Assignment:
Your answer should consist of every line in the records that holds "collect".

Data under study START

// crates/mf_physics/src/engine/diagnostics.rs

//! 诊断与健康指标
//!
//! 每步计算：
//!
//! | 指标 | 定义 |
//! |------|------|
//! | divergence_norm | ‖D·[U,V,W]‖₂ / max(1, 流体单元数) |
//! | max_velocity | 所有面上 \|U\|∪\|V\|∪\|W\| 的最大值 |
//! | cfl | Δt · max(\|u\|/dx + \|v\|/dy + \|w\|/dz)，单元中心平均速度 |
//! | energy | ½ρ · mean(u² + v² + w²)，流体单元平均 |
//! | ppe_iterations | PPE 求解迭代次数 |

use serde::{Deserialize, Serialize};

use crate::engine::ppe::PpeReport;
use crate::fields::VelocityField;
use crate::grid::Grid;
use crate::mask::Mask;
use crate::numerics::linear_algebra::{norm2, norm_inf};
use crate::operators::Operators;
use crate::state::Constants;

/// 最近一步的健康指标
#[derive(Debug, Clone, Copy, Default, PartialEq, Serialize, Deserialize)]
pub struct Health {
    /// 归一化散度二范数
    pub divergence_norm: f64,
    /// 散度无穷范数
    pub divergence_inf: f64,
    /// 最大速度
    pub max_velocity: f64,
    /// CFL 数
    pub cfl: f64,
    /// 动能密度
    pub energy: f64,
    /// PPE 迭代次数
    pub ppe_iterations: usize,
    /// PPE 是否收敛
    pub ppe_converged: bool,
    /// PPE 残差
    pub ppe_residual: f64,
}

impl Health {
    /// 由当前速度场计算
    pub fn measure(
        grid: &Grid,
        mask: &Mask,
        operators: &Operators,
        constants: &Constants,
        vel: &VelocityField,
        ppe: &PpeReport,
    ) -> Self {
        let div = operators.divergence_of(vel);
        let n_fluid = mask.fluid_count().max(1) as f64;
        let (cfl, energy) = cell_centered_metrics(grid, mask, constants, vel);

        Self {
            divergence_norm: norm2(&div) / n_fluid,
            divergence_inf: norm_inf(&div),
            max_velocity: vel.max_abs(),
            cfl,
            energy,
            ppe_iterations: ppe.iterations,
            ppe_converged: ppe.converged,
            ppe_residual: ppe.residual_norm,
        }
    }
}

/// 单元中心速度上的 CFL 与动能密度
fn cell_centered_metrics(
    grid: &Grid,
    mask: &Mask,
    constants: &Constants,
    vel: &VelocityField,
) -> (f64, f64) {
    let mut cfl_max: f64 = 0.0;
    let mut ke_sum = 0.0;
    let mut n_fluid = 0usize;

    for c in 0..grid.n_cells() {
        if mask.is_solid(c) {
            continue;
        }
        let ijk = grid.cell_coords(c);
        let mut courant = 0.0;
        let mut speed2 = 0.0;
        for axis in 0..3 {
            let comp = vel.component(axis);
            let mut upper = ijk;
            upper[axis] += 1;
            let uc = 0.5 * (comp[grid.face_at(axis, ijk)] + comp[grid.face_at(axis, upper)]);
            courant += uc.abs() / grid.h(axis);
            speed2 += uc * uc;
        }
        cfl_max = cfl_max.max(courant);
        ke_sum += speed2;
        n_fluid += 1;
    }

    let energy = if n_fluid > 0 {
        0.5 * constants.density * ke_sum / n_fluid as f64
    } else {
        0.0
    };
    (constants.dt * cfl_max, energy)
}

/// 逐步诊断记录（交给外部协作者）
#[derive(Debug, Clone, Copy, PartialEq, Serialize, Deserialize)]
pub struct StepRecord {
    /// 步末时间
    pub time: f64,
    /// 步序号（从 1 开始）
    pub step_index: usize,
    /// 归一化散度
    pub divergence_norm: f64,
    /// 最大速度
    pub max_velocity: f64,
    /// PPE 迭代次数
    pub ppe_iterations: usize,
    /// 动能密度
    pub energy: f64,
    /// CFL 数
    pub cfl: f64,
    /// PPE 是否收敛
    pub ppe_converged: bool,
}

impl StepRecord {
    /// 由健康指标构建
    pub fn new(time: f64, step_index: usize, health: &Health) -> Self {
        Self {
            time,
            step_index,
            divergence_norm: health.divergence_norm,
            max_velocity: health.max_velocity,
            ppe_iterations: health.ppe_iterations,
            energy: health.energy,
            cfl: health.cfl,
            ppe_converged: health.ppe_converged,
        }
    }
}

/// 诊断历史（并列数组，只追加）
#[derive(Debug, Clone, Default, PartialEq, Serialize, Deserialize)]
pub struct History {
    /// 时间
    pub time: Vec<f64>,
    /// 归一化散度
    pub divergence_norm: Vec<f64>,
    /// 最大速度
    pub max_velocity: Vec<f64>,
    /// PPE 迭代次数
    pub ppe_iterations: Vec<usize>,
    /// 动能密度
    pub energy: Vec<f64>,
}

impl History {
    /// 追加一条记录
    pub fn push(&mut self, record: &StepRecord) {
        self.time.push(record.time);
        self.divergence_norm.push(record.divergence_norm);
        self.max_velocity.push(record.max_velocity);
        self.ppe_iterations.push(record.ppe_iterations);
        self.energy.push(record.energy);
    }

    /// 记录条数
    pub fn len(&self) -> usize {
        self.time.len()
    }

    /// 是否为空
    pub fn is_empty(&self) -> bool {
        self.time.is_empty()
    }
}

#[cfg(test)]
mod tests {
    use super::*;
    use glam::DVec3;
    use mf_config::{AdvectionScheme, BoundaryCondition, BoundaryTable};

    #[test]
    fn test_uniform_flow_metrics() {
        let g = Grid::build([(0.0, 2.0), (0.0, 1.0), (0.0, 1.0)], [4, 2, 2]).unwrap();
        let m = Mask::all_fluid(&g);
        let bcs = BoundaryTable::uniform(BoundaryCondition::FreeSlip);
        let ops = Operators::build(&g, &m, &bcs, AdvectionScheme::Upwind);
        let constants = Constants::new(2.0, 0.0, 0.1, &g, DVec3::ZERO);
        let vel = VelocityField::uniform(&g, DVec3::new(1.0, -2.0, 0.0));

        let h = Health::measure(&g, &m, &ops, &constants, &vel, &PpeReport::default());
        assert!(h.divergence_norm < 1e-12);
        assert_eq!(h.max_velocity, 2.0);
        // dt·(1/0.5 + 2/0.5)
        assert!((h.cfl - 0.6).abs() < 1e-12);
        // ½·2·(1 + 4)
        assert!((h.energy - 5.0).abs() < 1e-12);
    }

    #[test]
    fn test_history_push() {
        let mut history = History::default();
        let health = Health {
            ppe_iterations: 3,
            ..Health::default()
        };
        history.push(&StepRecord::new(0.5, 1, &health));
        assert_eq!(history.len(), 1);
        assert_eq!(history.ppe_iterations, vec![3]);
        assert_eq!(history.time, vec![0.5]);
    }
}
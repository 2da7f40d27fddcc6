// crates/mf_physics/src/numerics/linear_algebra/mod.rs

//! 稀疏线性代数模块
//!
//! 提供离散算子所需的 CSR 稀疏矩阵、预条件器和迭代求解器。
//! 全部使用 f64。

pub mod csr;
pub mod preconditioner;
pub mod solver;
pub mod vector_ops;

pub use csr::{CsrBuilder, CsrMatrix, RowView};
pub use preconditioner::{IdentityPreconditioner, JacobiPreconditioner, Preconditioner};
pub use solver::{
    CgWorkspace, IterativeSolver, PcgSolver, SolverConfig, SolverResult, SolverStatus,
};
pub use vector_ops::{axpy, dot, norm2, norm_inf, xpay};
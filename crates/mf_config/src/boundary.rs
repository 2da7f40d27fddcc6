// crates/mf_config/src/boundary.rs

//! 边界条件记录与边界表
//!
//! 输入 JSON 中的边界条件是一个记录列表，每条记录形如
//! `{"face": "x_min", "type": "inflow", "values": {"u": 1.0, "v": 0.0, "w": 0.0}}`。
//! [`BoundaryTable::from_records`] 将列表解析为按规范面索引的类型化表：
//! - 六个规范面必须且只能出现一次
//! - `inflow` 必须给出 `u, v, w`
//! - `pressure_dirichlet` 必须给出 `p`
//! - 数值必须有限

use glam::DVec3;
use serde::{Deserialize, Serialize};
use std::fmt;

use crate::error::ConfigError;

// ============================================================
// 规范面
// ============================================================

/// 计算域的六个规范面
#[derive(Debug, Clone, Copy, PartialEq, Eq, Hash, PartialOrd, Ord, Serialize, Deserialize)]
#[serde(rename_all = "snake_case")]
#[repr(u8)]
pub enum Face {
    /// x 下边界
    XMin = 0,
    /// x 上边界
    XMax = 1,
    /// y 下边界
    YMin = 2,
    /// y 上边界
    YMax = 3,
    /// z 下边界
    ZMin = 4,
    /// z 上边界
    ZMax = 5,
}

impl Face {
    /// 全部规范面，按表索引顺序
    pub const ALL: [Face; 6] = [
        Face::XMin,
        Face::XMax,
        Face::YMin,
        Face::YMax,
        Face::ZMin,
        Face::ZMax,
    ];

    /// 表索引
    #[inline]
    pub fn index(self) -> usize {
        self as usize
    }

    /// 法向轴（0=x, 1=y, 2=z）
    #[inline]
    pub fn axis(self) -> usize {
        self.index() / 2
    }

    /// 是否为上边界
    #[inline]
    pub fn is_max(self) -> bool {
        self.index() % 2 == 1
    }

    /// 由轴与上下侧构造
    #[inline]
    pub fn from_axis(axis: usize, is_max: bool) -> Self {
        Self::ALL[axis * 2 + usize::from(is_max)]
    }

    /// JSON 中使用的名称
    pub fn name(self) -> &'static str {
        match self {
            Self::XMin => "x_min",
            Self::XMax => "x_max",
            Self::YMin => "y_min",
            Self::YMax => "y_max",
            Self::ZMin => "z_min",
            Self::ZMax => "z_max",
        }
    }
}

impl fmt::Display for Face {
    fn fmt(&self, f: &mut fmt::Formatter<'_>) -> fmt::Result {
        f.write_str(self.name())
    }
}

// ============================================================
// 边界类型
// ============================================================

/// 边界类型
#[derive(Debug, Clone, Copy, PartialEq, Eq, Hash, Serialize, Deserialize)]
#[serde(rename_all = "snake_case")]
pub enum BoundaryKind {
    /// 无滑移壁面：法向与切向速度均为零
    NoSlip,
    /// 自由滑移（对称）：法向速度为零，切向零梯度
    FreeSlip,
    /// 速度入口
    Inflow,
    /// 零梯度出口
    Outflow,
    /// 压力给定
    PressureDirichlet,
}

impl BoundaryKind {
    /// 从 JSON 名称解析
    pub fn parse(name: &str) -> Option<Self> {
        match name {
            "no_slip" => Some(Self::NoSlip),
            "free_slip" => Some(Self::FreeSlip),
            "inflow" => Some(Self::Inflow),
            "outflow" => Some(Self::Outflow),
            "pressure_dirichlet" => Some(Self::PressureDirichlet),
            _ => None,
        }
    }

    /// JSON 名称
    pub fn name(self) -> &'static str {
        match self {
            Self::NoSlip => "no_slip",
            Self::FreeSlip => "free_slip",
            Self::Inflow => "inflow",
            Self::Outflow => "outflow",
            Self::PressureDirichlet => "pressure_dirichlet",
        }
    }
}

impl fmt::Display for BoundaryKind {
    fn fmt(&self, f: &mut fmt::Formatter<'_>) -> fmt::Result {
        f.write_str(self.name())
    }
}

// ============================================================
// 原始记录
// ============================================================

/// 边界记录的数值部分
#[derive(Debug, Clone, Copy, Default, PartialEq, Serialize, Deserialize)]
pub struct BoundaryValues {
    /// x 速度分量
    #[serde(default, skip_serializing_if = "Option::is_none")]
    pub u: Option<f64>,
    /// y 速度分量
    #[serde(default, skip_serializing_if = "Option::is_none")]
    pub v: Option<f64>,
    /// z 速度分量
    #[serde(default, skip_serializing_if = "Option::is_none")]
    pub w: Option<f64>,
    /// 压力
    #[serde(default, skip_serializing_if = "Option::is_none")]
    pub p: Option<f64>,
}

/// 输入中的一条边界记录
///
/// `face` 与 `type` 以字符串保存，以便校验时给出具体的错误键。
#[derive(Debug, Clone, PartialEq, Serialize, Deserialize)]
pub struct BoundaryRecord {
    /// 规范面名称
    pub face: String,
    /// 边界类型名称
    #[serde(rename = "type")]
    pub kind: String,
    /// 数值
    #[serde(default)]
    pub values: BoundaryValues,
}

impl BoundaryRecord {
    fn new(face: Face, kind: BoundaryKind, values: BoundaryValues) -> Self {
        Self {
            face: face.name().to_string(),
            kind: kind.name().to_string(),
            values,
        }
    }

    /// 无滑移壁面
    pub fn no_slip(face: Face) -> Self {
        Self::new(face, BoundaryKind::NoSlip, BoundaryValues::default())
    }

    /// 自由滑移
    pub fn free_slip(face: Face) -> Self {
        Self::new(face, BoundaryKind::FreeSlip, BoundaryValues::default())
    }

    /// 速度入口
    pub fn inflow(face: Face, velocity: [f64; 3]) -> Self {
        Self::new(
            face,
            BoundaryKind::Inflow,
            BoundaryValues {
                u: Some(velocity[0]),
                v: Some(velocity[1]),
                w: Some(velocity[2]),
                p: None,
            },
        )
    }

    /// 零梯度出口
    pub fn outflow(face: Face) -> Self {
        Self::new(face, BoundaryKind::Outflow, BoundaryValues::default())
    }

    /// 压力给定
    pub fn pressure(face: Face, p: f64) -> Self {
        Self::new(
            face,
            BoundaryKind::PressureDirichlet,
            BoundaryValues {
                p: Some(p),
                ..BoundaryValues::default()
            },
        )
    }
}

// ============================================================
// 类型化边界条件
// ============================================================

/// 单个面上的类型化边界条件
#[derive(Debug, Clone, Copy, PartialEq)]
pub enum BoundaryCondition {
    /// 无滑移
    NoSlip,
    /// 自由滑移
    FreeSlip,
    /// 速度入口
    Inflow {
        /// 入口速度 (u, v, w)
        velocity: DVec3,
    },
    /// 零梯度出口
    Outflow,
    /// 压力给定
    PressureDirichlet {
        /// 边界压力
        p: f64,
    },
}

impl BoundaryCondition {
    /// 边界类型
    pub fn kind(&self) -> BoundaryKind {
        match self {
            Self::NoSlip => BoundaryKind::NoSlip,
            Self::FreeSlip => BoundaryKind::FreeSlip,
            Self::Inflow { .. } => BoundaryKind::Inflow,
            Self::Outflow => BoundaryKind::Outflow,
            Self::PressureDirichlet { .. } => BoundaryKind::PressureDirichlet,
        }
    }

    /// 法向速度是否由边界直接给定
    #[inline]
    pub fn is_velocity_dirichlet(&self) -> bool {
        matches!(self, Self::NoSlip | Self::FreeSlip | Self::Inflow { .. })
    }

    /// 压力是否给定
    #[inline]
    pub fn is_pressure_dirichlet(&self) -> bool {
        matches!(self, Self::PressureDirichlet { .. })
    }
}

/// 按规范面索引的边界表
#[derive(Debug, Clone, Copy, PartialEq)]
pub struct BoundaryTable {
    conditions: [BoundaryCondition; 6],
}

impl BoundaryTable {
    /// 所有面使用同一边界条件
    pub fn uniform(bc: BoundaryCondition) -> Self {
        Self { conditions: [bc; 6] }
    }

    /// 替换某个面
    pub fn with(mut self, face: Face, bc: BoundaryCondition) -> Self {
        self.conditions[face.index()] = bc;
        self
    }

    /// 从输入记录列表解析
    ///
    /// 遇到第一个违规即返回。
    pub fn from_records(records: &[BoundaryRecord]) -> Result<Self, ConfigError> {
        let mut slots: [Option<BoundaryCondition>; 6] = [None; 6];

        for (n, record) in records.iter().enumerate() {
            let key = format!("boundary_conditions[{}]", n);
            let face = parse_face(&record.face).ok_or_else(|| {
                ConfigError::invalid(format!("{}.face", key), &record.face, "未知的面")
            })?;
            let kind = BoundaryKind::parse(&record.kind).ok_or_else(|| {
                ConfigError::invalid(format!("{}.type", key), &record.kind, "未知的边界类型")
            })?;

            if slots[face.index()].is_some() {
                return Err(ConfigError::invalid(
                    format!("{}.face", key),
                    face,
                    "重复的面",
                ));
            }

            slots[face.index()] = Some(typed_condition(&key, kind, &record.values)?);
        }

        let mut conditions = [BoundaryCondition::NoSlip; 6];
        for face in Face::ALL {
            conditions[face.index()] = slots[face.index()]
                .ok_or_else(|| ConfigError::Missing(format!("boundary_conditions.{}", face)))?;
        }
        Ok(Self { conditions })
    }

    /// 导出为输入记录列表（按规范面顺序）
    pub fn to_records(&self) -> Vec<BoundaryRecord> {
        Face::ALL
            .iter()
            .map(|&face| match self.get(face) {
                BoundaryCondition::NoSlip => BoundaryRecord::no_slip(face),
                BoundaryCondition::FreeSlip => BoundaryRecord::free_slip(face),
                BoundaryCondition::Inflow { velocity } => {
                    BoundaryRecord::inflow(face, velocity.to_array())
                }
                BoundaryCondition::Outflow => BoundaryRecord::outflow(face),
                BoundaryCondition::PressureDirichlet { p } => BoundaryRecord::pressure(face, p),
            })
            .collect()
    }

    /// 获取某个面的边界条件
    #[inline]
    pub fn get(&self, face: Face) -> BoundaryCondition {
        self.conditions[face.index()]
    }

    /// 遍历 (面, 边界条件)
    pub fn iter(&self) -> impl Iterator<Item = (Face, BoundaryCondition)> + '_ {
        Face::ALL.iter().map(move |&f| (f, self.conditions[f.index()]))
    }

    /// 是否存在压力给定面
    pub fn has_pressure_dirichlet(&self) -> bool {
        self.conditions.iter().any(BoundaryCondition::is_pressure_dirichlet)
    }

    /// 是否存在出口面
    pub fn has_outflow(&self) -> bool {
        self.conditions
            .iter()
            .any(|bc| matches!(bc, BoundaryCondition::Outflow))
    }
}

fn parse_face(name: &str) -> Option<Face> {
    Face::ALL.iter().copied().find(|f| f.name() == name)
}

fn typed_condition(
    key: &str,
    kind: BoundaryKind,
    values: &BoundaryValues,
) -> Result<BoundaryCondition, ConfigError> {
    let finite = |name: &str, value: Option<f64>| -> Result<f64, ConfigError> {
        let v = value.ok_or_else(|| ConfigError::Missing(format!("{}.values.{}", key, name)))?;
        if !v.is_finite() {
            return Err(ConfigError::invalid(
                format!("{}.values.{}", key, name),
                v,
                "必须为有限值",
            ));
        }
        Ok(v)
    };

    Ok(match kind {
        BoundaryKind::NoSlip => BoundaryCondition::NoSlip,
        BoundaryKind::FreeSlip => BoundaryCondition::FreeSlip,
        BoundaryKind::Outflow => BoundaryCondition::Outflow,
        BoundaryKind::Inflow => BoundaryCondition::Inflow {
            velocity: DVec3::new(
                finite("u", values.u)?,
                finite("v", values.v)?,
                finite("w", values.w)?,
            ),
        },
        BoundaryKind::PressureDirichlet => BoundaryCondition::PressureDirichlet {
            p: finite("p", values.p)?,
        },
    })
}
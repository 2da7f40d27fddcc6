// crates/mf_io/src/writer.rs

//! 快照与诊断历史输出
//!
//! - [`SnapshotWriter`]: 每次写出一个 `snapshot_<step>.json`（步号补零到六位）
//! - [`HistoryWriter`]: 逐步追加 `history.csv`
//!
//! # 使用示例
//!
//! ```no_run
//! use mf_config::SimulationConfig;
//! use mf_io::{HistoryWriter, SnapshotWriter};
//! use mf_physics::Simulation;
//!
//! let mut sim = Simulation::new(&SimulationConfig::cube(4))?;
//! let snapshots = SnapshotWriter::new("output")?.with_halo(true);
//! let mut history = HistoryWriter::create("output/history.csv")?;
//!
//! sim.run_to_end(|state, record| {
//!     history.append(record)?;
//!     snapshots.write(state)?;
//!     Ok(())
//! })?;
//! history.flush()?;
//! # Ok::<(), Box<dyn std::error::Error>>(())
//! ```

use std::fs::{self, File};
use std::io::{BufWriter, Write};
use std::path::{Path, PathBuf};

use tracing::debug;

use crate::error::{IoError, IoResult};
use crate::schema::validate_state_view;
use crate::state_view::StateView;
use mf_physics::{History, SolverState, StepRecord};

/// 历史文件默认文件名
pub const HISTORY_FILE_NAME: &str = "history.csv";

/// 快照文件名
pub fn snapshot_file_name(step: usize) -> String {
    format!("snapshot_{:06}.json", step)
}

// ============================================================
// 快照
// ============================================================

/// JSON 快照写出器
#[derive(Debug, Clone)]
pub struct SnapshotWriter {
    dir: PathBuf,
    include_halo: bool,
    pretty: bool,
}

impl SnapshotWriter {
    /// 创建写出器，目录不存在时创建
    pub fn new(dir: impl Into<PathBuf>) -> IoResult<Self> {
        let dir = dir.into();
        fs::create_dir_all(&dir).map_err(|e| IoError::file(&dir, e))?;
        Ok(Self {
            dir,
            include_halo: false,
            pretty: false,
        })
    }

    /// 是否写出压力虚拟层
    pub fn with_halo(mut self, include_halo: bool) -> Self {
        self.include_halo = include_halo;
        self
    }

    /// 是否缩进排版
    pub fn pretty(mut self, pretty: bool) -> Self {
        self.pretty = pretty;
        self
    }

    /// 输出目录
    pub fn dir(&self) -> &Path {
        &self.dir
    }

    /// 写出当前状态，返回文件路径
    ///
    /// 写出前做结构校验，未通过时不产生文件。
    pub fn write(&self, state: &SolverState) -> IoResult<PathBuf> {
        let mut view = StateView::from_state(state);
        if self.include_halo {
            view = view.with_halo(state);
        }
        let value = view.to_value()?;
        validate_state_view(&value)?;

        let path = self.dir.join(snapshot_file_name(state.iteration));
        let file = File::create(&path).map_err(|e| IoError::file(&path, e))?;
        let mut out = BufWriter::new(file);
        if self.pretty {
            serde_json::to_writer_pretty(&mut out, &value)?;
        } else {
            serde_json::to_writer(&mut out, &value)?;
        }
        out.flush().map_err(|e| IoError::file(&path, e))?;

        debug!("快照已写出: {}", path.display());
        Ok(path)
    }
}

/// 读取快照
pub fn read_snapshot(path: impl AsRef<Path>) -> IoResult<StateView> {
    let path = path.as_ref();
    let content = fs::read_to_string(path).map_err(|e| IoError::file(path, e))?;
    let value: serde_json::Value = serde_json::from_str(&content)?;
    validate_state_view(&value)?;
    StateView::from_value(value)
}

// ============================================================
// 诊断历史
// ============================================================

/// `history.csv` 追加写出器
///
/// 列为 [`StepRecord`] 的字段，首行为表头。
pub struct HistoryWriter {
    path: PathBuf,
    writer: csv::Writer<File>,
    rows: usize,
}

impl std::fmt::Debug for HistoryWriter {
    fn fmt(&self, f: &mut std::fmt::Formatter<'_>) -> std::fmt::Result {
        f.debug_struct("HistoryWriter")
            .field("path", &self.path)
            .field("rows", &self.rows)
            .finish()
    }
}

impl HistoryWriter {
    /// 创建（覆盖）历史文件
    pub fn create(path: impl Into<PathBuf>) -> IoResult<Self> {
        let path = path.into();
        if let Some(parent) = path.parent().filter(|p| !p.as_os_str().is_empty()) {
            fs::create_dir_all(parent).map_err(|e| IoError::file(parent, e))?;
        }
        let file = File::create(&path).map_err(|e| IoError::file(&path, e))?;
        Ok(Self {
            path,
            writer: csv::Writer::from_writer(file),
            rows: 0,
        })
    }

    /// 追加一行
    pub fn append(&mut self, record: &StepRecord) -> IoResult<()> {
        self.writer.serialize(record)?;
        self.rows += 1;
        Ok(())
    }

    /// 已写出的行数（不含表头）
    pub fn rows(&self) -> usize {
        self.rows
    }

    /// 文件路径
    pub fn path(&self) -> &Path {
        &self.path
    }

    /// 刷新到磁盘
    pub fn flush(&mut self) -> IoResult<()> {
        self.writer
            .flush()
            .map_err(|e| IoError::file(&self.path, e))
    }
}

/// 一次性写出整个诊断历史
///
/// 列为 `time,divergence_norm,max_velocity,ppe_iterations,energy`。
pub fn write_history(path: impl AsRef<Path>, history: &History) -> IoResult<()> {
    let path = path.as_ref();
    let file = File::create(path).map_err(|e| IoError::file(path, e))?;
    let mut writer = csv::Writer::from_writer(file);
    writer.write_record(crate::schema::HISTORY_COLUMNS)?;
    for i in 0..history.len() {
        writer.write_record(&[
            history.time[i].to_string(),
            history.divergence_norm[i].to_string(),
            history.max_velocity[i].to_string(),
            history.ppe_iterations[i].to_string(),
            history.energy[i].to_string(),
        ])?;
    }
    writer.flush().map_err(|e| IoError::file(path, e))?;
    Ok(())
}

#[cfg(test)]
mod tests {
    use super::*;

    #[test]
    fn test_snapshot_file_name() {
        assert_eq!(snapshot_file_name(0), "snapshot_000000.json");
        assert_eq!(snapshot_file_name(42), "snapshot_000042.json");
    }
}
// crates/mf_io/tests/snapshot_io.rs

//! 快照与历史文件的读写测试

use mf_config::{BoundaryRecord, Face, SimulationConfig};
use mf_io::{read_snapshot, write_history, HistoryWriter, SnapshotWriter, StateView};
use mf_physics::Simulation;
use tempfile::TempDir;

// ============================================================================
// 测试辅助函数
// ============================================================================

fn channel() -> SimulationConfig {
    SimulationConfig::cube(3)
        .with_boundary(BoundaryRecord::inflow(Face::XMin, [1.0, 0.0, 0.0]))
        .with_boundary(BoundaryRecord::pressure(Face::XMax, 0.0))
        .with_time(0.01, 0.03)
}

fn read_lines(path: &std::path::Path) -> Vec<String> {
    std::fs::read_to_string(path)
        .unwrap()
        .lines()
        .map(str::to_string)
        .collect()
}

// ============================================================================
// 快照
// ============================================================================

/// 新初始化的状态写出后可以读回
#[test]
fn test_fresh_state_round_trip() {
    let dir = TempDir::new().unwrap();
    let sim = Simulation::new(&SimulationConfig::cube(2)).unwrap();

    let writer = SnapshotWriter::new(dir.path()).unwrap();
    let path = writer.write(sim.state()).unwrap();
    assert_eq!(path.file_name().unwrap(), "snapshot_000000.json");

    let view = read_snapshot(&path).unwrap();
    assert_eq!(view, StateView::from_state(sim.state()));
    assert!(view.pressure_halo.is_none());
}

/// 每步一个快照，按请求附带压力虚拟层
#[test]
fn test_snapshots_per_step_with_halo() {
    let dir = TempDir::new().unwrap();
    let out = dir.path().join("nested/output");
    let writer = SnapshotWriter::new(&out).unwrap().with_halo(true).pretty(true);

    let mut sim = Simulation::new(&channel()).unwrap();
    sim.run_to_end(|state, _| {
        writer.write(state)?;
        Ok(())
    })
    .unwrap();

    for step in 1..=3 {
        let path = out.join(mf_io::snapshot_file_name(step));
        let view = read_snapshot(&path).unwrap();
        assert_eq!(view.iteration, step);
        let halo = view.pressure_halo.unwrap();
        assert_eq!(halo.len(), 5);
        assert_eq!(halo[4][2][2], 0.0);
    }
}

/// 损坏的快照在读取时被结构校验拒绝
#[test]
fn test_corrupted_snapshot_rejected() {
    let dir = TempDir::new().unwrap();
    let sim = Simulation::new(&SimulationConfig::cube(2)).unwrap();
    let path = SnapshotWriter::new(dir.path())
        .unwrap()
        .write(sim.state())
        .unwrap();

    let mut value: serde_json::Value =
        serde_json::from_str(&std::fs::read_to_string(&path).unwrap()).unwrap();
    value["fields"]["p"] = serde_json::json!([]);
    std::fs::write(&path, value.to_string()).unwrap();

    let err = read_snapshot(&path).unwrap_err();
    assert!(matches!(err, mf_io::IoError::Schema { .. }));
}

// ============================================================================
// 历史
// ============================================================================

/// 逐步追加的历史文件有表头且每步一行
#[test]
fn test_history_writer_appends_rows() {
    let dir = TempDir::new().unwrap();
    let path = dir.path().join("history.csv");
    let mut history = HistoryWriter::create(&path).unwrap();

    let mut sim = Simulation::new(&channel()).unwrap();
    sim.run_to_end(|_, record| {
        history.append(record)?;
        Ok(())
    })
    .unwrap();
    history.flush().unwrap();
    assert_eq!(history.rows(), 3);

    let lines = read_lines(&path);
    assert_eq!(lines.len(), 4);
    assert!(lines[0].starts_with("time,step_index,divergence_norm,max_velocity,ppe_iterations,energy"));
    assert!(lines[3].contains(",3,"));
}

/// 整体写出的历史与内存中的历史一致
#[test]
fn test_write_history_matches_state() {
    let dir = TempDir::new().unwrap();
    let path = dir.path().join("history.csv");

    let mut sim = Simulation::new(&channel()).unwrap();
    sim.run_to_end(|_, _| Ok(())).unwrap();
    write_history(&path, &sim.state().history).unwrap();

    let lines = read_lines(&path);
    assert_eq!(lines[0], "time,divergence_norm,max_velocity,ppe_iterations,energy");
    assert_eq!(lines.len(), 1 + sim.state().history.len());

    let last: Vec<f64> = lines[3].split(',').map(|s| s.parse().unwrap()).collect();
    let h = &sim.state().history;
    assert_eq!(last[0], h.time[2]);
    assert_eq!(last[3] as usize, h.ppe_iterations[2]);
}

Data under study END

Result of the exercise:
            .collect()
        .collect()
    let last: Vec<f64> = lines[3].split(',').map(|s| s.parse().unwrap()).collect();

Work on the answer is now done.